Alles, was mit 12 Volt geregelt werden kann, wird aus der Aufbaubatterie unterm Fahrersitz versorgt. Die AGM-Batterie hat eine Kapazität von 80 Amperestunden. Von ihr wird der Dometic-Fridgideur ebenso beschickt wie die drei LED-Innenleuchten oder die Wasserpumpe für die Spüle, dank ausziehbarem Schlauch kann man sich nach dem Bad im Meer auch mal draußen das Salz abbrausen. In leicht handhabbaren Kanistern lagern 14 Liter Frisch- und maximal zwölf Liter Grauwasser, alternativ lassen sich auch fest hinter dem Möbelblock verbaute Tanks realisieren – ganz nach Kundenwunsch. Das gilt auch für das Thema Heizung, die unserem Fotomodell fehlte.

„Noch“, muss man indes sagen, wie Peter Köhler betont. „Manche bevorzugen eine Heizung mit Diesel, andere wollen eine mit Gas als Treibstoff. Also warten wird in diesem Fall, was der Kunde gerne hätte – und das bauen wir dann ein.“ Preislich geben sich die beiden Systeme mit je rund 2.000 Euro nichts.

Nichts zu mäkeln gibt es am soliden Möbelbau, bei Köhler setzt man auf 15,6 Millimeter dickes Pappelsperrholz. Die HPL-Beschichtung ist in vier unterschiedlichen Designs erhältlich: Eiche rustikal, Ahorn, Titan oder Anthrazit stehen zur Auswahl, wobei Titan als Standardfarbe angeboten wird, die anderen Varianten kosten 300 bis 500 Euro Aufpreis. Blickt man ins Innere des Wohnbereichs, dann fällt die hohe Arbeitsfläche des T46 auf, die mit 78 Zentimetern etwas höher liegt als bei den anderen Sunvan-Modellen. Folglich ist hier kein Platz für das originale VW-Schiebefenster, wie es in Illingen üblicherweise verwendet wird. Statt dessen sitzt hier ein aus Italien bezogenes Schiebefenster der Marke Ship-Car, das sich auch noch kinderleicht bedienen lässt, leichter noch als das originale VW-Pendant. Entwickelt wurde es in Kooperation mit der Firma Köhler, inzwischen bietet der Hersteller das Fenster auch anderweitig an.
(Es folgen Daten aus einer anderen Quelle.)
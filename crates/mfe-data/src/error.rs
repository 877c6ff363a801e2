//! Dataset Error Types

use thiserror::Error;

/// Errors raised while building or partitioning a dataset
#[derive(Debug, Clone, PartialEq, Error)]
pub enum DataError {
    /// Structural mismatch between rows, columns, type tags or labels
    #[error("Shape mismatch in {context}: expected {expected}, got {actual}")]
    ShapeMismatch {
        context: String,
        expected: usize,
        actual: usize,
    },

    /// Column type tag is neither numeric nor categorical
    #[error("Invalid type tag {tag:?} for column {column}")]
    InvalidTypeTag { column: usize, tag: String },

    /// Text value found in a column typed numeric
    #[error("Non-numeric value at row {row}, column {column}")]
    NonNumericValue { row: usize, column: usize },
}

impl DataError {
    pub(crate) fn shape(context: impl Into<String>, expected: usize, actual: usize) -> Self {
        DataError::ShapeMismatch {
            context: context.into(),
            expected,
            actual,
        }
    }
}
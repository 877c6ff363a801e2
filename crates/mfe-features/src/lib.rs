//! Meta-feature Formulas and Registry
//!
//! Provides the General meta-feature group, the registry that declares each
//! feature's inputs, and summary functions for sequence-valued features.

pub mod general;
mod input;
mod registry;
mod summary;
mod value;

pub use general::{ClassOrder, FreqClassConfig};
pub use input::{FeatureInputs, Input};
pub use registry::{FeatureConfig, FeatureFn, FeatureRegistry, FeatureSpec};
pub use summary::{Moments, Summary, UnknownSummary};
pub use value::{FeatureError, FeatureValue};
//! Feature Input Vocabulary

use crate::value::FeatureError;
use mfe_data::{Array2, Dataset, Value};
use serde::{Deserialize, Serialize};
use std::fmt;

/// Data views a feature may declare as inputs
#[derive(Debug, Clone, Copy, PartialEq, Eq, Hash, Serialize, Deserialize)]
#[serde(rename_all = "snake_case")]
pub enum Input {
    /// Full attribute matrix
    Attributes,
    /// Numeric attributes only
    Numeric,
    /// Categorical attributes only
    Categorical,
    /// Class labels
    Labels,
}

impl Input {
    /// Get string representation
    pub fn as_str(&self) -> &'static str {
        match self {
            Input::Attributes => "attributes",
            Input::Numeric => "numeric",
            Input::Categorical => "categorical",
            Input::Labels => "labels",
        }
    }
}

impl fmt::Display for Input {
    fn fmt(&self, f: &mut fmt::Formatter<'_>) -> fmt::Result {
        f.write_str(self.as_str())
    }
}

/// Borrowed views handed to feature functions
#[derive(Debug, Clone, Copy)]
pub struct FeatureInputs<'a> {
    attributes: &'a Array2<Value>,
    numeric: &'a Array2<f64>,
    categorical: &'a Array2<Value>,
    labels: Option<&'a [Value]>,
}

impl<'a> FeatureInputs<'a> {
    /// Borrow every view of a dataset
    pub fn new(dataset: &'a Dataset) -> Self {
        Self {
            attributes: dataset.attributes(),
            numeric: dataset.numeric(),
            categorical: dataset.categorical(),
            labels: dataset.labels(),
        }
    }

    /// Whether the given input can be supplied
    pub fn provides(&self, input: Input) -> bool {
        match input {
            Input::Labels => self.labels.is_some(),
            Input::Attributes | Input::Numeric | Input::Categorical => true,
        }
    }

    pub fn attributes(&self) -> &'a Array2<Value> {
        self.attributes
    }

    pub fn numeric(&self) -> &'a Array2<f64> {
        self.numeric
    }

    pub fn categorical(&self) -> &'a Array2<Value> {
        self.categorical
    }

    /// Class labels, or `MissingInput` for unsupervised data
    pub fn labels(&self) -> Result<&'a [Value], FeatureError> {
        self.labels.ok_or(FeatureError::MissingInput(Input::Labels))
    }
}

impl<'a> From<&'a Dataset> for FeatureInputs<'a> {
    fn from(dataset: &'a Dataset) -> Self {
        Self::new(dataset)
    }
}
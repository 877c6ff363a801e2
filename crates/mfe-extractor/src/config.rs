//! Extractor Configuration

use crate::ExtractError;
use mfe_features::{FeatureConfig, FeatureRegistry, Summary};
use serde::{Deserialize, Serialize};
use std::collections::BTreeSet;

/// Feature selection and evaluation options
#[derive(Debug, Clone, PartialEq, Serialize, Deserialize)]
#[serde(default)]
pub struct ExtractorConfig {
    /// Features to compute; empty or `["all"]` selects every registered feature
    pub features: Vec<String>,
    /// Summaries applied to sequence-valued features
    pub summaries: Vec<Summary>,
    /// Evaluate features on the rayon pool
    pub parallel: bool,
    /// Per-feature options
    pub options: FeatureConfig,
}

impl Default for ExtractorConfig {
    fn default() -> Self {
        Self {
            features: Vec::new(),
            summaries: vec![Summary::Mean, Summary::Sd],
            parallel: true,
            options: FeatureConfig::default(),
        }
    }
}

impl ExtractorConfig {
    /// Select only the named features
    pub fn with_features<I, S>(mut self, names: I) -> Self
    where
        I: IntoIterator<Item = S>,
        S: Into<String>,
    {
        self.features = names.into_iter().map(Into::into).collect();
        self
    }

    /// Replace the summary functions
    pub fn with_summaries(mut self, summaries: Vec<Summary>) -> Self {
        self.summaries = summaries;
        self
    }

    /// Replace the summary functions by name
    pub fn with_summary_names<I, S>(mut self, names: I) -> Result<Self, ExtractError>
    where
        I: IntoIterator<Item = S>,
        S: AsRef<str>,
    {
        self.summaries = names
            .into_iter()
            .map(|name| name.as_ref().parse::<Summary>())
            .collect::<Result<_, _>>()?;
        Ok(self)
    }

    /// Evaluate sequentially
    pub fn sequential(mut self) -> Self {
        self.parallel = false;
        self
    }

    /// Whether every registered feature is selected
    pub fn selects_all(&self) -> bool {
        self.features.is_empty()
            || self
                .features
                .iter()
                .any(|name| name.trim().eq_ignore_ascii_case("all"))
    }

    /// Resolve the selection against a registry
    ///
    /// Returns registered names in ascending order with duplicates removed.
    pub fn resolve(&self, registry: &FeatureRegistry) -> Result<Vec<&'static str>, ExtractError> {
        if self.selects_all() {
            return Ok(registry.names().collect());
        }

        let mut selected = BTreeSet::new();
        for name in &self.features {
            let name = name.trim();
            if name.is_empty() {
                return Err(ExtractError::InvalidConfig("empty feature name".to_string()));
            }
            let spec = registry
                .get(name)
                .ok_or_else(|| ExtractError::UnknownFeature(name.to_string()))?;
            selected.insert(spec.name);
        }
        Ok(selected.into_iter().collect())
    }

    /// Summaries with duplicates removed, first occurrence kept
    pub fn distinct_summaries(&self) -> Vec<Summary> {
        let mut seen = BTreeSet::new();
        self.summaries
            .iter()
            .copied()
            .filter(|summary| seen.insert(*summary))
            .collect()
    }
}
//! Validated Tabular Dataset

use crate::error::DataError;
use crate::partition::{partition, AttributeViews, ColumnType};
use crate::value::Value;
use ndarray::Array2;
use tracing::debug;

/// Attribute matrix with column types, derived views and optional labels
///
/// Construction validates shape and computes the numeric/categorical views
/// once; the views are read-only for the lifetime of the dataset.
#[derive(Debug, Clone)]
pub struct Dataset {
    attributes: Array2<Value>,
    types: Vec<ColumnType>,
    views: AttributeViews,
    labels: Option<Vec<Value>>,
}

impl Dataset {
    /// Create a dataset from an attribute matrix and its column types
    pub fn new(attributes: Array2<Value>, types: Vec<ColumnType>) -> Result<Self, DataError> {
        let views = partition(&attributes, &types)?;
        debug!(
            "Dataset: {} instances, {} numeric + {} categorical attributes",
            attributes.nrows(),
            views.numeric.ncols(),
            views.categorical.ncols()
        );
        Ok(Self {
            attributes,
            types,
            views,
            labels: None,
        })
    }

    /// Create a dataset from rows and textual type tags
    pub fn from_rows<S: AsRef<str>>(rows: Vec<Vec<Value>>, tags: &[S]) -> Result<Self, DataError> {
        let types = tags
            .iter()
            .enumerate()
            .map(|(col, tag)| ColumnType::from_tag(col, tag.as_ref()))
            .collect::<Result<Vec<_>, _>>()?;
        Self::from_typed_rows(rows, types)
    }

    /// Create a dataset from rows and column types
    pub fn from_typed_rows(rows: Vec<Vec<Value>>, types: Vec<ColumnType>) -> Result<Self, DataError> {
        let attributes = to_matrix(rows, types.len())?;
        Self::new(attributes, types)
    }

    /// Create a dataset from rows, typing each column from its contents
    pub fn from_rows_inferred(rows: Vec<Vec<Value>>) -> Result<Self, DataError> {
        let width = rows.first().map_or(0, Vec::len);
        let attributes = to_matrix(rows, width)?;
        let types = attributes
            .columns()
            .into_iter()
            .map(|column| ColumnType::infer(column.iter()))
            .collect();
        Self::new(attributes, types)
    }

    /// Attach class labels, one per instance
    pub fn with_labels(mut self, labels: Vec<Value>) -> Result<Self, DataError> {
        if labels.len() != self.nr_inst() {
            return Err(DataError::shape("labels", self.nr_inst(), labels.len()));
        }
        self.labels = Some(labels);
        Ok(self)
    }

    /// Full attribute matrix
    pub fn attributes(&self) -> &Array2<Value> {
        &self.attributes
    }

    /// Numeric-only view
    pub fn numeric(&self) -> &Array2<f64> {
        &self.views.numeric
    }

    /// Categorical-only view
    pub fn categorical(&self) -> &Array2<Value> {
        &self.views.categorical
    }

    /// Class labels, absent for unsupervised data
    pub fn labels(&self) -> Option<&[Value]> {
        self.labels.as_deref()
    }

    /// Per-column types
    pub fn types(&self) -> &[ColumnType] {
        &self.types
    }

    /// Number of instances (rows)
    pub fn nr_inst(&self) -> usize {
        self.attributes.nrows()
    }

    /// Number of attributes (columns)
    pub fn nr_attr(&self) -> usize {
        self.attributes.ncols()
    }
}

fn to_matrix(rows: Vec<Vec<Value>>, width: usize) -> Result<Array2<Value>, DataError> {
    let height = rows.len();
    let mut cells = Vec::with_capacity(height * width);
    for (idx, row) in rows.into_iter().enumerate() {
        if row.len() != width {
            return Err(DataError::shape(format!("row {}", idx), width, row.len()));
        }
        cells.extend(row);
    }
    Array2::from_shape_vec((height, width), cells)
        .map_err(|_| DataError::shape("attribute matrix", height * width, 0))
}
Schiebefenster Marke Ship-Car

Peter Köhler sieht das entspannt, nach mehr als drei Jahrzehnten im Geschäft kennt er sich aus, wobei aktuell Tochter Nicole und Sohn Fabian beginnen, das Zepter zu übernehmen. Die Geschichte dieser Traditionsmarke wird also weitergehen. Und auch künftig wird man in Illingen sowohl Neufahrzeuge wie auch Leasingrückläufer bekommen. Wer möchte, kann hier aber auch seinen eigenen VW T5 oder T6 Transporter Kombi oder Kastenwagen vorbeibringen, Multivan und Caravelle werden ebenfalls zum Camper umgebaut. „Zum geeigneten Basisfahrzeug beraten wir Sie gerne“, heißt es schlicht. Auf dass das formidable Bett auch einen würdigen Rahmen erhalte. So entstehen feine Camper!


Test kompakt:

Mehr als drei Jahrzehnte Erfahrung stecken im Sunvan. Und das merkt man: Sinnvolle Detaillösungen, wie Schränke mit gut zu öffnenden Rollos oder das werkzeuglos entnehmbare Oberteil des Kleiderschranks bestimmen das Bild. Und dann gibt es da noch dieses formidable Bett mit dem Schiebelattenrost, und den passgenau ineinandergreifenden Froli-Elementen. Keine Frage: Mit dem Sunvan T46 liegt man richtig!